To freeze: place the bars in a single layer on a parchment-lined baking sheet and freeze until solid, about 1–2 hours. Wrap each frozen bar in plastic wrap and place them in a freezer-safe container or plastic bag to freeze for up to 2 months. Thaw overnight in the fridge.

More of The Best Brownies and Bars
From chewy and fudgy to nutty, chunky, chocolatey, no-bake and flourless. My collection of the Best Brownies and Bars has something everyone will love!

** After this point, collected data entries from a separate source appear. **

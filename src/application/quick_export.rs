//! Quick export: the last N hours of a chat into a generated file, optionally
//! cleaned into a transcript.

use std::path::{Path, PathBuf};

use chrono::{DateTime, TimeDelta, Utc};

use crate::domain::{AppError, ExportSummary, RecentExport, Result};

use super::cleaner::{convert_to_clean_format, CleanOptions, CleanStats};
use super::export_service::{ExportRequest, ExportService};
use super::job_tracker::JobTracker;
use super::scheduler::{ProgressObserver, Sleeper};
use super::stream::HistoryApi;

#[derive(Debug, Clone)]
pub struct QuickExportRequest {
    pub locator: String,
    pub hours: u32,
    /// Produce a cleaned `.txt` transcript and drop the raw log.
    pub clean: bool,
}

#[derive(Debug, Clone)]
pub struct QuickExportOutcome {
    /// Final artifact: the transcript when cleaned, otherwise the raw log.
    pub path: PathBuf,
    pub summary: ExportSummary,
    pub clean_stats: Option<CleanStats>,
}

impl QuickExportOutcome {
    /// One-line description for status displays.
    #[must_use]
    pub fn describe(&self) -> String {
        match &self.clean_stats {
            Some(stats) => format!(
                "Exported {} messages (filtered {} bots)",
                stats.kept, stats.filtered_bots
            ),
            None => format!("Exported {} messages", self.summary.written),
        }
    }
}

/// `<dir>/quick_<hours>h_<YYYYmmdd_HHMMSS>.jsonl`
#[must_use]
pub fn quick_export_path(dir: &Path, hours: u32, now: DateTime<Utc>) -> PathBuf {
    dir.join(format!("quick_{hours}h_{}.jsonl", now.format("%Y%m%d_%H%M%S")))
}

/// Start of an `hours`-long window ending at `now`.
///
/// # Errors
/// Returns a config error if the window reaches outside the representable range.
pub fn lookback_cutoff(now: DateTime<Utc>, hours: u32) -> Result<DateTime<Utc>> {
    TimeDelta::try_hours(i64::from(hours))
        .and_then(|window| now.checked_sub_signed(window))
        .ok_or_else(|| AppError::config(format!("Window of {hours} hours is out of range")))
}

/// Run a quick export into `quick_dir`.
///
/// # Errors
/// Returns error if the window is out of range, the export is cancelled, or
/// the export or clean step fails. The raw log is only removed after the
/// transcript has been written; a cancelled run keeps it.
pub async fn run_quick_export<A: HistoryApi, S: Sleeper>(
    service: &ExportService<A, S>,
    quick_dir: &Path,
    request: &QuickExportRequest,
    progress: &dyn ProgressObserver,
) -> Result<QuickExportOutcome> {
    let now = Utc::now();
    let cutoff = lookback_cutoff(now, request.hours)?;
    let raw_path = quick_export_path(quick_dir, request.hours, now);

    tracing::info!(hours = request.hours, path = %raw_path.display(), "Starting quick export");

    let summary = service
        .run(
            &ExportRequest {
                locator: request.locator.clone(),
                output: raw_path.clone(),
                cutoff: Some(cutoff),
            },
            progress,
        )
        .await?;

    if summary.cancelled {
        return Err(AppError::Cancelled {
            written: summary.written,
        });
    }

    if !request.clean {
        return Ok(QuickExportOutcome {
            path: raw_path,
            summary,
            clean_stats: None,
        });
    }

    let clean_path = raw_path.with_extension("txt");
    let stats = convert_to_clean_format(&raw_path, &clean_path, CleanOptions::default())?;
    std::fs::remove_file(&raw_path)
        .map_err(|e| AppError::io(format!("Failed to remove {}", raw_path.display()), e))?;

    Ok(QuickExportOutcome {
        path: clean_path,
        summary,
        clean_stats: Some(stats),
    })
}

/// Quick export that reports into a [`JobTracker`]. The caller must have
/// called [`JobTracker::try_start`] already.
pub async fn run_tracked_quick_export<A: HistoryApi, S: Sleeper>(
    service: &ExportService<A, S>,
    tracker: &JobTracker,
    quick_dir: &Path,
    request: &QuickExportRequest,
) {
    tracker.set_message(format!("Exporting last {} hours...", request.hours));

    let result = run_quick_export(service, quick_dir, request, tracker).await;
    match result {
        Ok(outcome) => {
            let size = std::fs::metadata(&outcome.path).map_or(0, |m| m.len());
            tracker.finish(
                outcome.describe(),
                RecentExport {
                    timestamp: Utc::now(),
                    hours: request.hours,
                    file: outcome.path.display().to_string(),
                    size,
                },
            );
        }
        Err(AppError::RateLimited { wait }) => {
            tracker.fail(format!("Rate limited. Try again in {} seconds", wait.as_secs()));
        }
        Err(e) => {
            tracing::error!(error = %e, "Quick export failed");
            tracker.fail(e.to_string());
        }
    }
}
//! Domain layer - core types and configuration.
//!
//! Records, configuration, job status and error types. No I/O.

pub mod config;
pub mod error;
pub mod job;
pub mod models;

pub use config::{AppConfig, ExportConfig, RemoteConfig};
pub use error::{AppError, Result};
pub use job::{JobStatus, RecentExport};
pub use models::{ChatLocator, ExportRecord, ExportSummary, MediaKind, ResolvedChat, TextEntity};
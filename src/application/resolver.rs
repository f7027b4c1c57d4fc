//! Chat locator resolution.
//!
//! Turns a user-supplied link or handle into a [`ChatLocator`]. Pure string
//! work, no network access.

use crate::domain::{AppError, ChatLocator, Result};

/// Offset applied to the numeric segment of private `/c/<n>` links.
pub const PRIVATE_CHAT_OFFSET: i64 = 1_000_000_000_000;

/// Path marker for private supergroup/channel links.
const PRIVATE_MARKER: &str = "/c/";

/// Resolves a locator string.
///
/// Supported shapes:
/// - `https://t.me/c/123456789[/msg]` -> `NumericChatId(-1_000_000_000_000 - 123456789)`
/// - `https://t.me/username?x=y`, `t.me/joinchat/HASH`, `username` -> `Handle`
///
/// # Errors
/// Returns a resolution error for a malformed numeric segment or an empty handle.
pub fn resolve_locator(locator: &str) -> Result<ChatLocator> {
    let locator = locator.trim();

    if let Some((_, rest)) = locator.rsplit_once(PRIVATE_MARKER) {
        let segment = rest
            .split(['/', '?', '#'])
            .next()
            .unwrap_or_default();
        return private_chat_id(locator, segment).map(ChatLocator::NumericChatId);
    }

    let without_query = locator.split(['?', '#']).next().unwrap_or_default();
    let handle = without_query
        .rsplit('/')
        .next()
        .unwrap_or_default()
        .trim_start_matches('@');

    if handle.is_empty() {
        return Err(AppError::resolution(locator, "no chat handle found"));
    }

    Ok(ChatLocator::Handle(handle.to_string()))
}

fn private_chat_id(locator: &str, segment: &str) -> Result<i64> {
    if segment.is_empty() || !segment.bytes().all(|b| b.is_ascii_digit()) {
        return Err(AppError::resolution(
            locator,
            format!("private chat segment '{segment}' is not a number"),
        ));
    }

    let n: u64 = segment
        .parse()
        .map_err(|e| AppError::resolution(locator, format!("private chat id: {e}")))?;

    i64::try_from(n)
        .ok()
        .and_then(|n| (-PRIVATE_CHAT_OFFSET).checked_sub(n))
        .ok_or_else(|| AppError::resolution(locator, "private chat id out of range"))
}

#[cfg(test)]
mod tests {
    use super::*;

    #[test]
    fn test_private_supergroup_url() {
        assert_eq!(
            resolve_locator("https://t.me/c/123456789").unwrap(),
            ChatLocator::NumericChatId(-1_000_123_456_789)
        );
    }

    #[test]
    fn test_private_url_with_message_id() {
        assert_eq!(
            resolve_locator("https://t.me/c/987/12345").unwrap(),
            ChatLocator::NumericChatId(-1_000_000_000_987)
        );
    }

    #[test]
    fn test_private_offset_arithmetic() {
        for n in [0_i64, 1, 42, 1_234_567_890, 9_999_999_999] {
            let locator = format!("https://t.me/c/{n}");
            assert_eq!(
                resolve_locator(&locator).unwrap(),
                ChatLocator::NumericChatId(-PRIVATE_CHAT_OFFSET - n)
            );
        }
    }

    #[test]
    fn test_public_group_url() {
        assert_eq!(
            resolve_locator("https://t.me/mygroup").unwrap(),
            ChatLocator::Handle("mygroup".into())
        );
    }

    #[test]
    fn test_joinchat_url() {
        assert_eq!(
            resolve_locator("https://t.me/joinchat/ABCDEFGH").unwrap(),
            ChatLocator::Handle("ABCDEFGH".into())
        );
    }

    #[test]
    fn test_query_is_stripped() {
        assert_eq!(
            resolve_locator("https://t.me/rustlang?start=abc").unwrap(),
            ChatLocator::Handle("rustlang".into())
        );
    }

    #[test]
    fn test_bare_handle() {
        assert_eq!(
            resolve_locator("@rustlang").unwrap(),
            ChatLocator::Handle("rustlang".into())
        );
    }

    #[test]
    fn test_malformed_private_segment() {
        let err = resolve_locator("https://t.me/c/12ab34").unwrap_err();
        assert!(matches!(err, AppError::Resolution { .. }));
        assert!(resolve_locator("https://t.me/c/").is_err());
        assert!(resolve_locator("https://t.me/c/-5").is_err());
    }

    #[test]
    fn test_empty_handle() {
        assert!(resolve_locator("https://t.me/").is_err());
        assert!(resolve_locator("").is_err());
    }
}
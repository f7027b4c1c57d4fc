//! Domain models for exported chat data.
//!
//! These are the shapes written to and read from the export log. Remote wire
//! types never appear here; they are adapted in the application layer.

use chrono::{DateTime, SecondsFormat, Utc};
use serde::{Deserialize, Deserializer, Serialize, Serializer};

/// A resolved chat reference, as produced by the locator resolver.
#[derive(Debug, Clone, PartialEq, Eq)]
pub enum ChatLocator {
    /// Already-normalized numeric chat id (negative for private supergroups).
    NumericChatId(i64),
    /// Public username or invite token.
    Handle(String),
}

impl std::fmt::Display for ChatLocator {
    fn fmt(&self, f: &mut std::fmt::Formatter<'_>) -> std::fmt::Result {
        match self {
            Self::NumericChatId(id) => write!(f, "{id}"),
            Self::Handle(handle) => write!(f, "@{handle}"),
        }
    }
}

/// A chat the remote service has confirmed we can read.
#[derive(Debug, Clone, PartialEq, Eq, Serialize, Deserialize)]
pub struct ResolvedChat {
    /// Marked peer id of the chat.
    pub id: i64,
    /// Display title, if the remote reported one.
    #[serde(default)]
    pub title: Option<String>,
}

/// Kind of media attached to a message. Absence is encoded as `null`.
#[derive(Debug, Clone, Copy, PartialEq, Eq, Serialize, Deserialize)]
#[serde(rename_all = "lowercase")]
pub enum MediaKind {
    Photo,
    Video,
    Doc,
}

impl std::fmt::Display for MediaKind {
    fn fmt(&self, f: &mut std::fmt::Formatter<'_>) -> std::fmt::Result {
        match self {
            Self::Photo => write!(f, "photo"),
            Self::Video => write!(f, "video"),
            Self::Doc => write!(f, "doc"),
        }
    }
}

/// Rich-text annotation kept in the log.
#[derive(Debug, Clone, PartialEq, Eq, Serialize, Deserialize)]
#[serde(tag = "type", rename_all = "snake_case")]
pub enum TextEntity {
    Bold { offset: i32, length: i32 },
    Italic { offset: i32, length: i32 },
    Code { offset: i32, length: i32 },
    Pre { offset: i32, length: i32 },
    TextUrl { offset: i32, length: i32, url: String },
}

/// One exported message: exactly one line in the export log.
#[derive(Debug, Clone, PartialEq, Eq, Serialize, Deserialize)]
pub struct ExportRecord {
    pub msg_id: i64,
    pub chat_id: i64,
    #[serde(with = "record_date")]
    pub date: DateTime<Utc>,
    pub sender_id: Option<i64>,
    pub sender_username: Option<String>,
    pub reply_to: Option<i64>,
    #[serde(default)]
    pub text: String,
    #[serde(default)]
    pub entities: Vec<TextEntity>,
    pub media_type: Option<MediaKind>,
    pub media_file_id: Option<String>,
}

/// Parses a record date, accepting the legacy `+00:00Z` double-zone suffix.
#[must_use]
pub fn parse_record_date(value: &str) -> Option<DateTime<Utc>> {
    let trimmed = value.trim();
    if let Ok(dt) = DateTime::parse_from_rfc3339(trimmed) {
        return Some(dt.with_timezone(&Utc));
    }

    let legacy = trimmed.strip_suffix('Z')?;
    DateTime::parse_from_rfc3339(legacy)
        .ok()
        .map(|dt| dt.with_timezone(&Utc))
}

/// Second-precision UTC timestamps, `YYYY-MM-DDTHH:MM:SSZ`.
mod record_date {
    use super::{parse_record_date, DateTime, Deserialize, Deserializer, SecondsFormat, Serializer, Utc};

    pub fn serialize<S: Serializer>(date: &DateTime<Utc>, serializer: S) -> Result<S::Ok, S::Error> {
        serializer.serialize_str(&date.to_rfc3339_opts(SecondsFormat::Secs, true))
    }

    pub fn deserialize<'de, D: Deserializer<'de>>(deserializer: D) -> Result<DateTime<Utc>, D::Error> {
        let raw = String::deserialize(deserializer)?;
        parse_record_date(&raw)
            .ok_or_else(|| serde::de::Error::custom(format!("invalid record date: {raw}")))
    }
}

/// Outcome of one export run.
#[derive(Debug, Clone, Default, Serialize)]
pub struct ExportSummary {
    /// Records appended during this run (all attempts).
    pub written: u64,
    /// Size of the log after the run, in bytes.
    pub file_size: u64,
    /// Resume point found in the log before the run started.
    pub resumed_from: Option<i64>,
    /// Whether the run stopped at the time cutoff.
    pub reached_cutoff: bool,
    /// Whether a rate-limit retry happened.
    pub retried: bool,
    /// Whether the run stopped early because it was cancelled.
    pub cancelled: bool,
}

If you make my Peach Raspberry Crumb Bars, be sure to snap a picture and share it with me on Instagram @thebakermama so I can see. If you’re on Facebook, be sure to join my Friends of The BakerMama group to connect and share all the fun and yummy recipes of mine that you make! 😍 I just love seeing how inspired and creative y’all get with the ideas I share. Enjoy!
xoxo,


Peach Raspberry Crumb Bars
- Prep Time: 15 mins
- Cook Time: 45 mins
- Total Time: 1 hour
- Yield: 15
- Category: Dessert
Description
Fresh peaches and raspberries baked into fruity and fabulous bars that has the most irresistible crumb crust & topping.
Ingredients
Fruit Filling:
- 3 cups fresh raspberries
- 3 cups chopped fresh peaches, peeled & seed removed first
- 3/4 cup granulated sugar
- 2 tablespoons cornstarch
Crust Mixture:
- 2 cups all-purpose flour
- 1 cup old-fashioned oats
- 1/2 cup granulated sugar
- 1/2 cup light brown sugar
- 1 teaspoon cinnamon
- 1/4 teaspoon kosher salt
- 1 cup (2 sticks) unsalted butter, melted & slightly cooled
- 1 large egg, lightly beaten
- 1 teaspoon vanilla
Instructions
- Preheat oven to 350°F. Lightly grease a 13×9-inch baking dish with non-stick cooking spray and set aside.
- Make the fruit filling: In a large bowl, add the raspberries and chopped peaches.
- In a small bowl, whisk together the sugar and cornstarch. Sprinkle the sugar mixture over the fruit and stir until fruit is lightly coated. Set aside.
- Make the crust mixture: In another large bowl, whisk together the flour, oats, granulated sugar, brown sugar, cinnamon and salt. Make a well in the center and add the melted butter, beaten egg and vanilla. Stir until well combined.
- Press two-thirds of the crust mixture evenly into the bottom of the prepared baking dish. Spread the fruit mixture evenly over the crust. Crumble the remaining crust mixture evenly over the top of the fruit.
- Bake for 40-45 minutes or until the fruit is bubbling and the crumbs on top start to brown. Let cool completely in the baking dish before cutting into squares. Store in the refrigerator.
I made this today with fresh picked raspberries and peaches and it is delicious! Thanks!
Oh my yum! So happy to hear. Enjoy!!
This is summer fruit love at its best!
Thanks Christine! They make for a pretty sweet summer treat!